Other works that the exhibition categorises as ‘temporary resources’ include Ian Whittlesea’s instructional videos, in which The Bluecoat’s staff demonstrate how to become invisible (‘Becoming Invisible (Bluecoat - Agnes, Ruthie, Adam, Fenda)’, 2015). Displayed on monitors at different points within the galleries, figures are shown standing completely still, arms at their side and breathing so gently that there is often a moment or two before it is clear if you are being shown a video or a photograph, as if they are almost about to achieve, through Whittlesea’s technique, a transition into pure white light. While Whittlesea instills a meditative calm, Jack Brindley’s alternative audio guide incites a riot, instructing visitors to get in the way, to become animated, to interact, intervene, interrupt and generally make a scene. Another of Brindley’s works, two large and colourful canvases titled ‘I’ll be your mirror’ (2015), attempt to capture the unseen creative activity within the building. The artist left the two canvas sheets in The Bluecoat’s Print Studio in the months leading up to the exhibition and the resultant densely concentrated layers of coloured shapes and lines evidence the Studio’s extensive use.

Artist and designer Daniel Eatock’s contribution to the exhibition, as with Brindley’s nod to the Print Studio, highlights that behind the scenes of the gallery people are at work. His series of infrastructural interventions have been created using materials left over from previous exhibitions. One such work consists of a wall painted an unusual shade of purple-pink that was produced by combining all the not completely used-up paint kept in the gallery’s stores, along with a small stack of ready-filled tins that can be taken home by visitors for their personal use. Likewise in a spirit of user-orientated usefulness, a collection of prints, paintings and other wall-based works that illustrate a series of issues of online publication ‘The Serving Library’ (Stuart Bailey, Angie Keefer and David Reinfurt) are displayed in The Bluecoat’s first floor gallery for the purpose of providing a backdrop and reference points for a regular reading group that will run throughout the exhibition.

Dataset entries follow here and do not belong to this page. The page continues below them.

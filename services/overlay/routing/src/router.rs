//! Router trait and routing decision logic

use crate::error::RoutingError;
use async_trait::async_trait;
use overlay_topology::{GraphSnapshot, NetworkGraphLink, NodeId};
use serde::{Deserialize, Serialize};
use std::collections::HashMap;
use std::fmt;
use std::sync::Arc;

/// Routing decision result
#[derive(Debug, Clone, PartialEq, Eq)]
pub enum RoutingDecision {
    /// Send on this outgoing link
    Forward(NetworkGraphLink),
    /// Deliver locally (we are the destination)
    Local,
    /// Drop the message
    Drop(DropReason),
}

/// Reason for dropping a message
#[derive(Debug, Clone, PartialEq, Eq, Serialize, Deserialize)]
pub enum DropReason {
    /// No route to destination
    NoRoute,
}

impl fmt::Display for DropReason {
    fn fmt(&self, f: &mut fmt::Formatter<'_>) -> fmt::Result {
        match self {
            DropReason::NoRoute => write!(f, "no route to destination"),
        }
    }
}

/// Routing context for making routing decisions
#[derive(Debug, Clone)]
pub struct RoutingContext {
    /// Originating node
    pub src_node: NodeId,
    /// Destination node
    pub dst_node: NodeId,
}

impl RoutingContext {
    /// Create a new routing context
    pub fn new(src_node: NodeId, dst_node: NodeId) -> Self {
        Self { src_node, dst_node }
    }
}

/// Router trait for making routing decisions
#[async_trait]
pub trait Router: Send + Sync {
    /// Make a routing decision for the given context
    async fn decide(&self, ctx: &RoutingContext) -> RoutingDecision;

    /// Get the local node ID
    fn local_node_id(&self) -> &NodeId;

    /// Check if a destination is reachable
    async fn is_reachable(&self, dst_node: &NodeId) -> bool;

    /// Get routing statistics
    async fn get_stats(&self) -> RouterStats;

    /// Replace the routing view with one computed from a new snapshot
    async fn update_topology(&self, snapshot: Arc<GraphSnapshot>) -> Result<(), RoutingError>;
}

/// Router statistics
#[derive(Debug, Clone, Serialize, Deserialize)]
pub struct RouterStats {
    /// Local node ID
    pub local_node_id: NodeId,
    /// Number of reachable nodes, including the local node
    pub reachable_nodes: usize,
    /// Number of topology snapshots applied
    pub topology_epoch: u64,
    /// Next hops computed for the current snapshot
    pub cache_misses: u64,
    /// Number of routing decisions made
    pub decisions_made: u64,
    /// Number of messages forwarded
    pub messages_forwarded: u64,
    /// Number of messages delivered locally
    pub messages_local: u64,
    /// Number of messages dropped
    pub messages_dropped: u64,
    /// Breakdown of drop reasons
    pub drop_reasons: HashMap<String, u64>,
}

impl RouterStats {
    /// Create new router statistics
    pub fn new(local_node_id: NodeId) -> Self {
        Self {
            local_node_id,
            reachable_nodes: 1,
            topology_epoch: 0,
            cache_misses: 0,
            decisions_made: 0,
            messages_forwarded: 0,
            messages_local: 0,
            messages_dropped: 0,
            drop_reasons: HashMap::new(),
        }
    }
}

RESOURCE is an exhibition that feels restless within the institution — attempting to activate every space and leave not even the smallest element of the building that surrounds it unturned. The works themselves are demanding of the viewer — whether they require a lengthy period of looking, listening, standing still or, in the case of Laurence Payot, putting on a very strange set of gloves to interact with fellow visitors — but also of the space that they are inhabiting. The strongest works are those that interrogate The Bluecoat’s day-to-day activities, reaching out through the building to pull what is sometimes hidden or obscured into view. In this way RESOURCE opens up the 21st century arts venue. In reanimating the original ethos of The Bluecoat — including commissioning local design and print studio Jonzo to create a literally animated Gif of that founding statement (The Bluecoat Society of Arts, 1927, 2015) — curator McQuay has made her own declaration of intent to keep engaging with this question of how to be useful — opening up the centre to the public as a place for learning and production as much as as a space of display. RESOURCE makes suggestion for how The Bluecoat can and could be used, and rewards repeated viewing and interaction. With its public programme of events focusing on the artistic and civic function of the arts centre, this discussion seems set to continue beyond the exhibition’s run.